Late last month a group of Republican state attorneys general took a clear aim at a quiet little corner of Wall Street that has out-sized power over corporate votes and, by extension, your retirement account. Nebraska Attorney General Mike Hilgers, Texas Attorney General Ken Paxton, Iowa Attorney General Brenna Bird, and West Virginia Attorney General John “JB” McCuskey filed coordinated suits accusing Institutional Shareholder Services (ISS) of selling itself as an objective adviser while quietly pushing ideological demands. If you thought your 401(k) was just about saving for retirement, think again.
What the lawsuits accuse ISS of doing
The complaints say ISS marketed its benchmark proxy advice as neutral and data-driven, while actually factoring in ESG and DEI preferences and coordinating with activist groups. Prosecutors argue that millions of institutional votes were influenced by recommendations that were not as “independent” as investors were led to believe. The states are using consumer-protection and deceptive-practices laws to seek injunctions, penalties, and other relief to stop the alleged conduct. ISS says it will fight the claims. That should make for some lively court filings.
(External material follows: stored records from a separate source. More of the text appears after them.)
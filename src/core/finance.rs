//! Interest, loan and tip calculations.
//!
//! Rates are fractions (`0.05` for 5%). Every function returns `None` when
//! its inputs are not usable instead of producing NaN or infinity.

#[derive(Debug, Clone, Copy, PartialEq)]
pub struct InterestResult {
    pub interest: f64,
    pub total: f64,
}

#[derive(Debug, Clone, Copy, PartialEq)]
pub struct LoanResult {
    pub monthly_payment: f64,
    pub total_payment: f64,
    pub total_interest: f64,
}

#[derive(Debug, Clone, Copy, PartialEq)]
pub struct TipResult {
    pub tip_amount: f64,
    pub total: f64,
    pub per_person: f64,
}

impl InterestResult {
    fn finite(self) -> Option<Self> {
        (self.interest.is_finite() && self.total.is_finite()).then_some(self)
    }
}

impl LoanResult {
    fn finite(self) -> Option<Self> {
        (self.monthly_payment.is_finite()
            && self.total_payment.is_finite()
            && self.total_interest.is_finite())
        .then_some(self)
    }
}

impl TipResult {
    fn finite(self) -> Option<Self> {
        (self.tip_amount.is_finite() && self.total.is_finite() && self.per_person.is_finite())
            .then_some(self)
    }
}

fn valid_terms(principal: f64, rate: f64, years: f64) -> bool {
    principal.is_finite()
        && rate.is_finite()
        && years.is_finite()
        && principal > 0.0
        && rate >= 0.0
        && years >= 0.0
}

pub fn simple_interest(principal: f64, rate: f64, years: f64) -> Option<InterestResult> {
    if !valid_terms(principal, rate, years) {
        return None;
    }
    let interest = principal * rate * years;
    InterestResult {
        interest,
        total: principal + interest,
    }
    .finite()
}

pub fn compound_interest(
    principal: f64,
    rate: f64,
    years: f64,
    compounds_per_year: u32,
) -> Option<InterestResult> {
    if !valid_terms(principal, rate, years) || compounds_per_year == 0 {
        return None;
    }
    let n = f64::from(compounds_per_year);
    let total = principal * (1.0 + rate / n).powf(n * years);
    InterestResult {
        interest: total - principal,
        total,
    }
    .finite()
}

/// Fixed monthly payment for an amortized loan.
pub fn loan_payment(principal: f64, annual_rate: f64, term_years: f64) -> Option<LoanResult> {
    if !valid_terms(principal, annual_rate, term_years) {
        return None;
    }
    let months = term_years * 12.0;
    if months < 1.0 {
        return None;
    }
    let r = annual_rate / 12.0;
    let monthly_payment = if r == 0.0 {
        principal / months
    } else {
        // Tends to P·r as the term grows
        principal * r / (1.0 - (1.0 + r).powf(-months))
    };
    let total_payment = monthly_payment * months;
    LoanResult {
        monthly_payment,
        total_payment,
        total_interest: total_payment - principal,
    }
    .finite()
}

pub fn tip_split(bill: f64, tip_rate: f64, people: u32) -> Option<TipResult> {
    if !bill.is_finite() || !tip_rate.is_finite() || bill < 0.0 || tip_rate < 0.0 || people < 1 {
        return None;
    }
    let tip_amount = bill * tip_rate;
    let total = bill + tip_amount;
    TipResult {
        tip_amount,
        total,
        per_person: total / f64::from(people),
    }
    .finite()
}
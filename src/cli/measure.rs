use super::{MeasureArgs, parse_number, ui};
use crate::core::forms::{MeasurementEntry, MeasurementForm};
use crate::core::measurement::{self, Category};
use crate::session::Session;
use comfy_table::Cell;
use std::collections::HashMap;

pub fn run(session: &mut Session, args: MeasureArgs) -> String {
    let mut form = session.form::<MeasurementForm>();
    if let Some(unit) = args.unit {
        form.update(|state| {
            let category = unit.category();
            state.active_tab = category;
            match args.value {
                Some(value) => {
                    state.entries.insert(category, MeasurementEntry { unit, value });
                }
                None => {
                    // Switching units without a value keeps the last value typed
                    let value = state
                        .entries
                        .get(&category)
                        .map(|e| e.value.clone())
                        .unwrap_or_default();
                    state.entries.insert(category, MeasurementEntry { unit, value });
                }
            }
        });
    }

    let mut output = String::new();
    if session.record_interaction() {
        output.push_str(&ui::advertisement_panel(session.translator()));
        output.push('\n');
    }

    let state = form.get();
    let category = state.active_tab;
    output.push_str(&render(session, category, state.entries.get(&category)));
    output
}

/// Renders every unit of `category`. Fields stay empty when the entered value
/// is missing or not a number.
fn render(session: &Session, category: Category, entry: Option<&MeasurementEntry>) -> String {
    let t = session.translator();
    let mut values: HashMap<_, String> = HashMap::new();
    if let Some(entry) = entry {
        if let Some(results) = parse_number(&entry.value).and_then(|v| measurement::convert(entry.unit, v)) {
            values.insert(entry.unit, entry.value.trim().to_string());
            for (unit, value) in results {
                values.insert(unit, measurement::format_value(value));
            }
        }
    }

    let mut table = ui::new_styled_table();
    table.set_header(vec![
        ui::header_cell(&t.t("unit")),
        ui::header_cell(&t.t("value")),
    ]);
    for unit in category.units() {
        let value = values.get(unit).cloned().unwrap_or_default();
        let cell = if entry.is_some_and(|e| e.unit == *unit) {
            ui::highlight_cell(&value)
        } else {
            ui::value_cell(&value)
        };
        table.add_row(vec![
            Cell::new(format!("{} ({})", t.t(unit.label_key()), unit.symbol())),
            cell,
        ]);
    }

    format!(
        "{}\n{}",
        ui::style_text(&t.t(category.label_key()), ui::StyleType::Title),
        table
    )
}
Why proxy advisers matter to Main Street
Here’s the core problem: two firms — ISS and Glass Lewis — control roughly nine out of ten proxy-advice decisions. When big mutual funds or pension plans outsource voting to them, those recommendations can swing director elections, executive pay votes, and shareholder proposals. That’s money and control. Worse, the critics say these firms also sell consulting services to the same companies they rate, creating a conflict that enriches middlemen while ordinary retirees foot the bill. If your retirement balance is nudged by politics instead of profit, that’s a problem everyone should care about.
The bigger picture: federal action and a decades-old chokehold
These state suits didn’t happen in a vacuum. President Trump issued a directive asking federal agencies to review whether proxy advisers have too much market power and whether their advice is politically motivated. Florida had already filed a case last year, and Congress has been poking around the issue, too. Expect rapid legal fights over injunctions, discovery, and whether state laws can rein in an industry that argues it provides independent research. The real story is about reining in a duopoly that has been calling the shots for far too long.
Fixing the problem and protecting retirees
When ordinary Americans save for retirement, they deserve advice aimed at returns — not a backdoor way to impose a political agenda. The state AGs deserve credit for taking action where regulators lagged. What should come next is simple: more transparency, stronger competition, and rules that force proxy advisers to separate advisory consulting from vote recommendations. Congress and federal agencies should finish the job. Otherwise we’ll keep letting two firms and their consultants decide how American companies are run — and who really benefits from that arrangement will keep wearing the biggest smiles.